• Activity:
Count every line that includes the string "valid" in the entries that follow. Nothing besides the number is needed.

[Start of section]

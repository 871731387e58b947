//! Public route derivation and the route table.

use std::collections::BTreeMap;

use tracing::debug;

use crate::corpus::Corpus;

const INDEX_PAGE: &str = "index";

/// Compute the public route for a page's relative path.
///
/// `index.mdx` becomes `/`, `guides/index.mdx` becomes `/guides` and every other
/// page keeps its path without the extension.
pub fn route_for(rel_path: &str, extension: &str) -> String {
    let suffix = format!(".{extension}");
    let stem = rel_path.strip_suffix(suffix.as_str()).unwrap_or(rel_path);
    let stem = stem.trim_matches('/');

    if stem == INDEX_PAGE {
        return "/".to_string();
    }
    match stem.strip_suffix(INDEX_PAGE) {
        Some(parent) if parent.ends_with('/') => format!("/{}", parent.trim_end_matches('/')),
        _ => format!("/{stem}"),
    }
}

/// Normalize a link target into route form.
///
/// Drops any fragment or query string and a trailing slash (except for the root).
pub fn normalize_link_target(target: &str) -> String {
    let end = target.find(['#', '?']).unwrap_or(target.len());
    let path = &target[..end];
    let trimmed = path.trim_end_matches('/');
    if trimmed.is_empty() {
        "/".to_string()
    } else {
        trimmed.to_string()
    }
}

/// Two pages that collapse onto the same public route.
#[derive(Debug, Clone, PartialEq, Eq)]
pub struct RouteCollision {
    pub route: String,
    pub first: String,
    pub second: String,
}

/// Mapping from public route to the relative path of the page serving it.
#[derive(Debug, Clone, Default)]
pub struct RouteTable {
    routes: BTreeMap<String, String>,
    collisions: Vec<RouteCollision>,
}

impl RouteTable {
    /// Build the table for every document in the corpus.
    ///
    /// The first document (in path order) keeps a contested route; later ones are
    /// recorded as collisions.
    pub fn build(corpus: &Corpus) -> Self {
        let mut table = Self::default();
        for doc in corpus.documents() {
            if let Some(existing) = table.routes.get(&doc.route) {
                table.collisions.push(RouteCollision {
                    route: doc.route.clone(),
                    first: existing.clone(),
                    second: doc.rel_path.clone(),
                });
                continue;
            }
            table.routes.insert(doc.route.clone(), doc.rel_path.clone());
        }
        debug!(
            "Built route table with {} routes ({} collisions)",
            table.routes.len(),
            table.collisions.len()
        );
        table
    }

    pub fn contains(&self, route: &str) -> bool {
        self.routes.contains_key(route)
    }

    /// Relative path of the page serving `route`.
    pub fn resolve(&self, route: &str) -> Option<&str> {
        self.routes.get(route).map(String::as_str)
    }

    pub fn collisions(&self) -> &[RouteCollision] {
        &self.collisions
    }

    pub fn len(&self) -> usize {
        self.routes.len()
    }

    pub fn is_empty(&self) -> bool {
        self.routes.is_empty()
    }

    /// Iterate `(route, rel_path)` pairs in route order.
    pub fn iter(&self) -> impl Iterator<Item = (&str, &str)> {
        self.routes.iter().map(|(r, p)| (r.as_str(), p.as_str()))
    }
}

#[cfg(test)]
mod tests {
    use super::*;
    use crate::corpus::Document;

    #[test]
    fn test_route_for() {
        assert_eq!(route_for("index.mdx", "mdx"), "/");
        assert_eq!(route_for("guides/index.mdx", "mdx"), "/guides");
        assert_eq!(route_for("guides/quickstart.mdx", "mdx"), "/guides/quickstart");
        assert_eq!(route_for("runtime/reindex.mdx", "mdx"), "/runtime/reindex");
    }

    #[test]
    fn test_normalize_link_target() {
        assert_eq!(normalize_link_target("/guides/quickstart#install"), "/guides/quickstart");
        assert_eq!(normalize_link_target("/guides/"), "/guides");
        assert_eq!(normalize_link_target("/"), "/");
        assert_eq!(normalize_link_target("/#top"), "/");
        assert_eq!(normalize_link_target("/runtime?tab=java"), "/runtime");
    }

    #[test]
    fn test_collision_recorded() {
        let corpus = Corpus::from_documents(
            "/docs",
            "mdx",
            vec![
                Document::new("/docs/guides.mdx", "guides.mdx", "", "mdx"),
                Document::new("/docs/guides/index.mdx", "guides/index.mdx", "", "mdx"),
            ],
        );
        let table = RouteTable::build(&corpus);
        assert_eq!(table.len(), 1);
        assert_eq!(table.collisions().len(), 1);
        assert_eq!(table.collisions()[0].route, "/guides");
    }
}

[End of section]
[Start of section]

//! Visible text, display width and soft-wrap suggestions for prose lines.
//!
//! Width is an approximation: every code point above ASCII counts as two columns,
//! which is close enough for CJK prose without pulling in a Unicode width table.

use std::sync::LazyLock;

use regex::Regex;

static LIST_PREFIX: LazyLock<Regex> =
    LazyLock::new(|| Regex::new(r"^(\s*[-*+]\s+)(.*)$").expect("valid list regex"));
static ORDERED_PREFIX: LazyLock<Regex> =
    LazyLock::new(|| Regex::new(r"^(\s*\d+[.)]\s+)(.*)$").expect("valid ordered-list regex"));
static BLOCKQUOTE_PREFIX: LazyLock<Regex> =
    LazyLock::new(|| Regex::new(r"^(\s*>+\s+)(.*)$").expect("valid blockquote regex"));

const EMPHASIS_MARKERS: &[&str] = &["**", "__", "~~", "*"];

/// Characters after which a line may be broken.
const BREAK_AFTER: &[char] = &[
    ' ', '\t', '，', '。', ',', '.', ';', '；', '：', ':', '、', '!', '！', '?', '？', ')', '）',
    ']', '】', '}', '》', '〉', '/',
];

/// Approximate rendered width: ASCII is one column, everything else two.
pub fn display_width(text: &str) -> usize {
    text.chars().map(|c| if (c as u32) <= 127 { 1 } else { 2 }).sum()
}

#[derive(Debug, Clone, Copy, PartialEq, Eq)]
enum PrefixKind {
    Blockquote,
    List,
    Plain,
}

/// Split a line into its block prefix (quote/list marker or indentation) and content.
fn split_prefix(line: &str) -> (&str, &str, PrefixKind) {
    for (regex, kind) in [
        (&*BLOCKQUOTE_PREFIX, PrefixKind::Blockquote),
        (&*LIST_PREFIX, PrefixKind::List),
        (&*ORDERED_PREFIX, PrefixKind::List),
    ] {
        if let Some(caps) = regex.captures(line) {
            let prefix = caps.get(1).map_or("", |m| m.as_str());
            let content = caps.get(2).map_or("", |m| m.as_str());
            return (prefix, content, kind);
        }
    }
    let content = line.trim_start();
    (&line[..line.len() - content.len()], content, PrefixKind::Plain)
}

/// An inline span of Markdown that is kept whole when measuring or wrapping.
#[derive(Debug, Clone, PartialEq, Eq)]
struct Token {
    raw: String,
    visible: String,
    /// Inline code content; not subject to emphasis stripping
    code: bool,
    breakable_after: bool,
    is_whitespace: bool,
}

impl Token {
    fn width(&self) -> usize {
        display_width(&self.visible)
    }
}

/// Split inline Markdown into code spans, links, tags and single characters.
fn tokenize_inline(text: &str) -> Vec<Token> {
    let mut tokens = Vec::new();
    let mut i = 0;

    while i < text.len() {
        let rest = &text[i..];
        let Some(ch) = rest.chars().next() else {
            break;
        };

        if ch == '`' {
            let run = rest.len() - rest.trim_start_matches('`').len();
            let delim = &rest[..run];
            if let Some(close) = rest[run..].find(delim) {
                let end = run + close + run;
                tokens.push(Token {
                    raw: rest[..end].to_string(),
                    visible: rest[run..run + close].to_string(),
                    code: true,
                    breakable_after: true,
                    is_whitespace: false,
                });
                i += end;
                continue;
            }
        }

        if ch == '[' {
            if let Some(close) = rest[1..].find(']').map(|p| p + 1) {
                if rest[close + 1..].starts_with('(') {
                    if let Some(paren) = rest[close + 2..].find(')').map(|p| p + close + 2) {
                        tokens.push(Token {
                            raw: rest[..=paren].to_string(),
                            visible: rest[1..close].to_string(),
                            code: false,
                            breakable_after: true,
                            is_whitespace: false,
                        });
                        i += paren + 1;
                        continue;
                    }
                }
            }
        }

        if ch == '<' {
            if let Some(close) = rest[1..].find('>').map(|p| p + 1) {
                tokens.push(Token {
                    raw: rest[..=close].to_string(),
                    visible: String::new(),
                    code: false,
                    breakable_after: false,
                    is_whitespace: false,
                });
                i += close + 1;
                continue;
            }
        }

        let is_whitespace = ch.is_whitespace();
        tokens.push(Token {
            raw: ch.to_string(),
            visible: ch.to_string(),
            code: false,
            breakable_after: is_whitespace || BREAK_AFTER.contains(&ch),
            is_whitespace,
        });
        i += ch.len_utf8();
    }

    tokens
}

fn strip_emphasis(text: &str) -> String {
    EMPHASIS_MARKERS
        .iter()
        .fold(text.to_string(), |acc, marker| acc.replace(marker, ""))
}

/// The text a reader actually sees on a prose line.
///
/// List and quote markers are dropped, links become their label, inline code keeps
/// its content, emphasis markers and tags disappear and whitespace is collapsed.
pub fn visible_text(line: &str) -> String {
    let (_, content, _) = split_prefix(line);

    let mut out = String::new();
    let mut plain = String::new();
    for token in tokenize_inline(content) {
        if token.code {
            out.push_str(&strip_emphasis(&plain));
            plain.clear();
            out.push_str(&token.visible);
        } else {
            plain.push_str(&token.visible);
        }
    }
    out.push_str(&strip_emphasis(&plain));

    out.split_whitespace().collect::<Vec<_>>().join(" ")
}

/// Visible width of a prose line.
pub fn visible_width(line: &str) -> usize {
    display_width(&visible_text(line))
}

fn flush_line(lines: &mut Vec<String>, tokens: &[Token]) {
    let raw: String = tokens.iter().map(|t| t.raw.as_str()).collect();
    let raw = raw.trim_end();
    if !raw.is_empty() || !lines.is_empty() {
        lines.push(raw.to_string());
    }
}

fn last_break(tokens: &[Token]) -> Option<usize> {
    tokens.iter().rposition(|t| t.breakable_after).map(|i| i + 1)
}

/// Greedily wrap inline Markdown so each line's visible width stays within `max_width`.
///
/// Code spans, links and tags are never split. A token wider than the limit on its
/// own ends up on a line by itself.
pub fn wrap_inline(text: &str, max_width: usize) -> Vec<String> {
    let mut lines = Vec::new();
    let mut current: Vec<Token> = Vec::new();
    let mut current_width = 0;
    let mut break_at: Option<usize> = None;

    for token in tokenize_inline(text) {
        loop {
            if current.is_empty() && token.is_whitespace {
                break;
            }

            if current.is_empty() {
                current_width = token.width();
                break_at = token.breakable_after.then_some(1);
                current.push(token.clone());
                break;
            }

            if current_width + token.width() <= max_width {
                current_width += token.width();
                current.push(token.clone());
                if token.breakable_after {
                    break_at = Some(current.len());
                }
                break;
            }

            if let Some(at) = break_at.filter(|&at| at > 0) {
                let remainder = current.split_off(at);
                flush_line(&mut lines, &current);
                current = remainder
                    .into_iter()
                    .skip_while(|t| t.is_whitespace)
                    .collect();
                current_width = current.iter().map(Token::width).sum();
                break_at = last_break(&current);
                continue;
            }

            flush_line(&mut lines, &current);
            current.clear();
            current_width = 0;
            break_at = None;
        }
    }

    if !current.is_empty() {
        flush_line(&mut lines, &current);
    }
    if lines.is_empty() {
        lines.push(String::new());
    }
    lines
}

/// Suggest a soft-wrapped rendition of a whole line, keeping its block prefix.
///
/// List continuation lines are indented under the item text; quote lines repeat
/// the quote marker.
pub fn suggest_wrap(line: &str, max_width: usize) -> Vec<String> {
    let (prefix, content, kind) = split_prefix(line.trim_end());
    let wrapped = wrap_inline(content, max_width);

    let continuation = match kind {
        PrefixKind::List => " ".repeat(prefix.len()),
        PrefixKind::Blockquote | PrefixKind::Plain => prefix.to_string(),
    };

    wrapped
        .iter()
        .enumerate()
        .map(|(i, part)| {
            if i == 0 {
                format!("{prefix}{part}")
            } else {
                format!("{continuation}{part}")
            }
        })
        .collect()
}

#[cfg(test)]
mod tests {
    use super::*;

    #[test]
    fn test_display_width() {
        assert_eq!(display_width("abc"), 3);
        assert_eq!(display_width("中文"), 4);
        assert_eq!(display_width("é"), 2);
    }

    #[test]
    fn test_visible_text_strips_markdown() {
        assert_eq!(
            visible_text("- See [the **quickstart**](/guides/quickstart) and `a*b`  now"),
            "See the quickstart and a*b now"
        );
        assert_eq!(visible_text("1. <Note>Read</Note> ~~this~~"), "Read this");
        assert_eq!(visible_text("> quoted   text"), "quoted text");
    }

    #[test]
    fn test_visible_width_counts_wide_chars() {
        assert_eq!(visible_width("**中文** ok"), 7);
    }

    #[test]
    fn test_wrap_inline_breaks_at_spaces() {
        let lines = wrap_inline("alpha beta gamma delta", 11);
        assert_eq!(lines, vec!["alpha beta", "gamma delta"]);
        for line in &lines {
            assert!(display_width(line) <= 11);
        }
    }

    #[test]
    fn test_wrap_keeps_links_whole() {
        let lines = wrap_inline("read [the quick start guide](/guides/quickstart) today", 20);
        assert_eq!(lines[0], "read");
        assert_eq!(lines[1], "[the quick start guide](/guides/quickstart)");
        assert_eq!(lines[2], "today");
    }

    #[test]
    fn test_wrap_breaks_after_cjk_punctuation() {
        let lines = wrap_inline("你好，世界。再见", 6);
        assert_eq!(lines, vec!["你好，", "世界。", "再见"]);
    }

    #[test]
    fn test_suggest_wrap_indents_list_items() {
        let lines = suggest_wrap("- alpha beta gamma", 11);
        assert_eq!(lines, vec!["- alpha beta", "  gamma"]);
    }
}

[End of section]

• Solution for this exercise:
3